特別徴収の場合は、介護保険料と同じなので、普通徴収の場合で考えてみましょう。
例えば、令和4年度に納めるべき後期高齢者医療保険料が24万円の人がいたとします。
この人が令和4年7月10日に亡くなったとします。
この場合、4~6月分の3ヶ月分、つまり6万円の高齢者医療保険料を払わなければいけません。
しかし、この人は普通徴収であったため、令和4年度の高齢者医療保険料は1円も払っていない状態でした(8月から支払いが始まるため)。
結果として、相続人が代わりに6万円の高齢者医療保険料を納めることになります。
では、この人が令和5年2月25日に亡くなったとします。
納めるべき後期高齢者医療保険料は、4月~1月分までの10ヶ月分、つまり20万円です。

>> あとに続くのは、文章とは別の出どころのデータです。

//! Access resolution and provisioning across the Grid applications.
//!
//! The resolver owns the login-time authorization chain and the
//! provisioning flows (signup, first OAuth login, member invites). The
//! ordering of the login checks is load-bearing: the organization-level
//! license gate always runs before the member-level gate, so an
//! unlicensed organization blocks every member regardless of individual
//! grants.

use std::collections::HashMap;

use uuid::Uuid;

use crate::apps::{GridApp, OrgRole};
use crate::billing::BillingStore;
use crate::directory::{generate_password, DirectoryStore, User, UserSummary};
use crate::tenancy::{Membership, Organization, TenancyStore};
use crate::{Error, Result};

/// Who is making the request. Trusted sibling services authenticate with
/// a shared secret and skip per-request role checks; everything else is a
/// user with a role inside one organization.
#[derive(Debug, Clone)]
pub enum Caller {
    Interactive { user_id: Uuid },
    Service { source: String },
}

impl Caller {
    pub fn interactive_user_id(&self) -> Option<Uuid> {
        match self {
            Self::Interactive { user_id } => Some(*user_id),
            Self::Service { .. } => None,
        }
    }
}

/// A successful login/authorization decision.
#[derive(Debug, Clone)]
pub struct AccessGrant {
    pub user: User,
    pub organization: Organization,
    pub membership: Membership,
    /// Explicit member rows only; apps absent from the map inherit
    /// organization access.
    pub member_access: HashMap<String, bool>,
}

#[derive(Debug, Clone)]
pub struct NewSignup {
    pub email: String,
    pub password: String,
    pub full_name: Option<String>,
    pub organization_name: Option<String>,
}

#[derive(Debug, Clone)]
pub struct MemberDraft {
    pub first_name: String,
    pub last_name: String,
    pub email: String,
    pub role: OrgRole,
}

#[derive(Debug, Clone)]
pub struct InvitedMember {
    pub user_id: Uuid,
    pub email: String,
    /// Generated credential, present only when the identity was created
    /// by this invite. Never populated for pre-existing identities.
    pub password: Option<String>,
    pub role: OrgRole,
    pub apps: Vec<GridApp>,
}

#[derive(Debug, Clone)]
pub struct MemberDetail {
    pub user: UserSummary,
    pub role: OrgRole,
    pub joined_at: chrono::DateTime<chrono::Utc>,
    pub app_access: HashMap<String, bool>,
}
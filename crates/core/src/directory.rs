//! Identity directory: canonical user records and credentials.
//!
//! Users are never hard-deleted; deactivation sets `disabled_at`.

use std::collections::HashMap;
use std::path::{Path, PathBuf};
use std::sync::Arc;

use base64::{engine::general_purpose::URL_SAFE_NO_PAD, Engine as _};
use chrono::{DateTime, Utc};
use rand::RngCore;
use serde::{Deserialize, Serialize};
use sha2::{Digest, Sha256};
use tokio::sync::RwLock;
use uuid::Uuid;

use crate::{Error, Result};

#[derive(Debug, Clone, Serialize, Deserialize)]
pub struct User {
    pub id: Uuid,
    pub email: String,
    pub full_name: Option<String>,
    pub password_hash: String,
    pub email_verified: bool,
    pub created_at: DateTime<Utc>,
    pub disabled_at: Option<DateTime<Utc>>,
}

#[derive(Debug, Clone, Serialize)]
#[serde(rename_all = "camelCase")]
pub struct UserSummary {
    pub id: Uuid,
    pub email: String,
    pub full_name: Option<String>,
    pub created_at: DateTime<Utc>,
}

impl User {
    pub fn summary(&self) -> UserSummary {
        UserSummary {
            id: self.id,
            email: self.email.clone(),
            full_name: self.full_name.clone(),
            created_at: self.created_at,
        }
    }
}

#[derive(Debug, Default)]
struct DirectoryState {
    users: HashMap<Uuid, User>,
}

#[derive(Debug, Default, Serialize, Deserialize)]
struct StoredDirectoryState {
    users: Vec<User>,
}

impl From<StoredDirectoryState> for DirectoryState {
    fn from(value: StoredDirectoryState) -> Self {
        Self {
            users: value.users.into_iter().map(|user| (user.id, user)).collect(),
        }
    }
}

impl From<&DirectoryState> for StoredDirectoryState {
    fn from(value: &DirectoryState) -> Self {
        Self {
            users: value.users.values().cloned().collect(),
        }
    }
}

/// File-backed user store shared across request handlers.
#[derive(Clone)]
pub struct DirectoryStore {
    state: Arc<RwLock<DirectoryState>>,
    file_path: PathBuf,
}

impl DirectoryStore {
    pub async fn new(base_dir: PathBuf) -> Result<Self> {
        tokio::fs::create_dir_all(&base_dir)
            .await
            .map_err(|err| Error::Storage(format!("Failed to create data directory: {}", err)))?;
        let file_path = base_dir.join("users.json");
        let state = load_state(&file_path).await?;
        Ok(Self {
            state: Arc::new(RwLock::new(state)),
            file_path,
        })
    }

    /// Create a new identity with a verified email. Fails with `Conflict`
    /// when the email is already registered.
    pub async fn create_user(
        &self,
        email: &str,
        password: &str,
        full_name: Option<String>,
    ) -> Result<User> {
        let normalized_email = normalize_email(email)?;
        validate_password(password)?;

        let mut state = self.state.write().await;
        if state
            .users
            .values()
            .any(|user| user.email == normalized_email)
        {
            return Err(Error::Conflict(format!(
                "User '{}' already exists",
                normalized_email
            )));
        }

        let user = User {
            id: Uuid::new_v4(),
            email: normalized_email,
            full_name: sanitize_optional_string(full_name),
            password_hash: hash_password(password),
            email_verified: true,
            created_at: Utc::now(),
            disabled_at: None,
        };
        state.users.insert(user.id, user.clone());
        persist_state(&self.file_path, &state).await?;
        Ok(user)
    }

    /// Verify a credential pair. All failure modes collapse into the same
    /// error so callers cannot distinguish unknown emails from bad
    /// passwords.
    pub async fn verify_credentials(&self, email: &str, password: &str) -> Result<User> {
        let normalized_email = normalize_email(email).map_err(|_| Error::InvalidCredentials)?;
        let state = self.state.read().await;
        let user = state
            .users
            .values()
            .find(|user| user.email == normalized_email)
            .cloned()
            .ok_or(Error::InvalidCredentials)?;
        if user.disabled_at.is_some() || !verify_password(&user.password_hash, password) {
            return Err(Error::InvalidCredentials);
        }
        Ok(user)
    }

    pub async fn get(&self, user_id: Uuid) -> Result<User> {
        let state = self.state.read().await;
        state
            .users
            .get(&user_id)
            .cloned()
            .ok_or_else(|| Error::NotFound("User not found".to_string()))
    }

    pub async fn find_by_email(&self, email: &str) -> Result<Option<User>> {
        let normalized_email = normalize_email(email)?;
        let state = self.state.read().await;
        Ok(state
            .users
            .values()
            .find(|user| user.email == normalized_email)
            .cloned())
    }

    pub async fn set_password(&self, user_id: Uuid, password: &str) -> Result<()> {
        validate_password(password)?;
        let mut state = self.state.write().await;
        let user = state
            .users
            .get_mut(&user_id)
            .ok_or_else(|| Error::NotFound("User not found".to_string()))?;
        user.password_hash = hash_password(password);
        persist_state(&self.file_path, &state).await?;
        Ok(())
    }
}

/// Generate a user-friendly credential for invited members.
pub fn generate_password() -> String {
    let mut bytes = [0_u8; 9];
    rand::thread_rng().fill_bytes(&mut bytes);
    URL_SAFE_NO_PAD.encode(bytes)
}

pub(crate) fn normalize_email(email: &str) -> Result<String> {
    let normalized = email.trim().to_lowercase();
    if normalized.is_empty() || !normalized.contains('@') {
        return Err(Error::InvalidInput("Invalid email".to_string()));
    }
    Ok(normalized)
}

fn validate_password(password: &str) -> Result<()> {
    if password.len() < 8 {
        return Err(Error::InvalidInput(
            "Password must be at least 8 characters".to_string(),
        ));
    }
    Ok(())
}

fn sanitize_optional_string(value: Option<String>) -> Option<String> {
    value.and_then(|value| {
        let trimmed = value.trim();
        if trimmed.is_empty() {
            None
        } else {
            Some(trimmed.to_string())
        }
    })
}

fn hash_password(password: &str) -> String {
    let mut salt = [0_u8; 16];
    rand::thread_rng().fill_bytes(&mut salt);

    let mut hasher = Sha256::new();
    hasher.update(salt);
    hasher.update(password.as_bytes());
    let digest = hasher.finalize();

    format!(
        "v1${}${}",
        URL_SAFE_NO_PAD.encode(salt),
        URL_SAFE_NO_PAD.encode(digest)
    )
}

fn verify_password(stored_hash: &str, password: &str) -> bool {
    let mut parts = stored_hash.split('$');
    if parts.next() != Some("v1") {
        return false;
    }
    let (Some(encoded_salt), Some(encoded_digest)) = (parts.next(), parts.next()) else {
        return false;
    };

    let Ok(salt) = URL_SAFE_NO_PAD.decode(encoded_salt) else {
        return false;
    };
    let Ok(expected_digest) = URL_SAFE_NO_PAD.decode(encoded_digest) else {
        return false;
    };

    let mut hasher = Sha256::new();
    hasher.update(&salt);
    hasher.update(password.as_bytes());
    let actual_digest = hasher.finalize();
    expected_digest == actual_digest.as_slice()
}

async fn load_state(path: &Path) -> Result<DirectoryState> {
    if !path.exists() {
        return Ok(DirectoryState::default());
    }
    let content = tokio::fs::read_to_string(path)
        .await
        .map_err(|err| Error::Storage(format!("Failed to read user store: {}", err)))?;
    if content.trim().is_empty() {
        return Ok(DirectoryState::default());
    }
    let stored: StoredDirectoryState = serde_json::from_str(&content)
        .map_err(|err| Error::Storage(format!("Failed to parse user store: {}", err)))?;
    Ok(stored.into())
}

async fn persist_state(path: &Path, state: &DirectoryState) -> Result<()> {
    let content = serde_json::to_string_pretty(&StoredDirectoryState::from(state))
        .map_err(|err| Error::Storage(format!("Failed to serialize user store: {}", err)))?;
    tokio::fs::write(path, content)
        .await
        .map_err(|err| Error::Storage(format!("Failed to write user store: {}", err)))?;
    Ok(())
}

#[cfg(test)]
mod tests {
    use tempfile::TempDir;

    use super::*;

    async fn build_store() -> (DirectoryStore, TempDir) {
        let temp_dir = TempDir::new().unwrap();
        let store = DirectoryStore::new(temp_dir.path().join("directory"))
            .await
            .unwrap();
        (store, temp_dir)
    }

    #[tokio::test]
    async fn create_and_verify_credentials() {
        let (store, _tmp) = build_store().await;
        let user = store
            .create_user("A@X.com", "Passw0rd1", Some("Ada".to_string()))
            .await
            .unwrap();
        assert_eq!(user.email, "a@x.com");

        let verified = store.verify_credentials("a@x.com", "Passw0rd1").await.unwrap();
        assert_eq!(verified.id, user.id);
    }

    #[tokio::test]
    async fn bad_password_and_unknown_email_are_indistinguishable() {
        let (store, _tmp) = build_store().await;
        store
            .create_user("a@x.com", "Passw0rd1", None)
            .await
            .unwrap();

        let wrong_password = store.verify_credentials("a@x.com", "nope-nope").await;
        let unknown_email = store.verify_credentials("b@x.com", "Passw0rd1").await;
        assert!(matches!(wrong_password, Err(Error::InvalidCredentials)));
        assert!(matches!(unknown_email, Err(Error::InvalidCredentials)));
    }

    #[tokio::test]
    async fn duplicate_email_is_rejected() {
        let (store, _tmp) = build_store().await;
        store
            .create_user("a@x.com", "Passw0rd1", None)
            .await
            .unwrap();
        let second = store.create_user("A@x.com ", "Passw0rd2", None).await;
        assert!(matches!(second, Err(Error::Conflict(_))));
    }

    #[tokio::test]
    async fn password_reset_replaces_credential() {
        let (store, _tmp) = build_store().await;
        let user = store
            .create_user("a@x.com", "Passw0rd1", None)
            .await
            .unwrap();
        store.set_password(user.id, "NewPassw0rd").await.unwrap();

        assert!(store.verify_credentials("a@x.com", "Passw0rd1").await.is_err());
        assert!(store.verify_credentials("a@x.com", "NewPassw0rd").await.is_ok());
    }

    #[test]
    fn generated_passwords_meet_minimum_length() {
        let password = generate_password();
        assert!(password.len() >= 8);
    }
}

この人は、普通徴収、8月、9月、10月、11月、12月、1月、2月の計7回、1回あたり3万円(24万÷8回)、合計21万円払っていました。
負担すべき保険料は20万円に対し、既に納めた保険料は21万円です。
この場合は、払い過ぎとなりますので、差額の1万円は還付されることになります。
過不足は相続税の対象
介護保険料や後期高齢者医療保険料が、相続後に還付された場合には、その金額は相続税の対象になります。
また、相続人が不足分を代わりに納めた場合には、相続税の計算上、マイナスの財産として債務控除が可能です。
忘れないように、資料をきちんと残しておきましょう。
まとめ
介護保険料、後期高齢者医療保険料ともに、年金から特別徴収される場合には、結果として還付になる可能性が高いです。
ただし、前年と比べて所得が増えている場合などで、4~8月までに相続が発生した場合は、仮徴収と本徴収を比べて、本徴収の方が、金額が大きくなるため、特別徴収であっても、不足になるかもしれません。
一方で、普通徴収となった場合は、不足となる可能性が高いため、相続人が代わりに納める可能性が高いかもしれませんね。
いずれにしても、過不足が生じた場合は、市区町村から通知が来ますので、粛々と対応していきましょう。
最後までお読みいただき、ありがとうございました。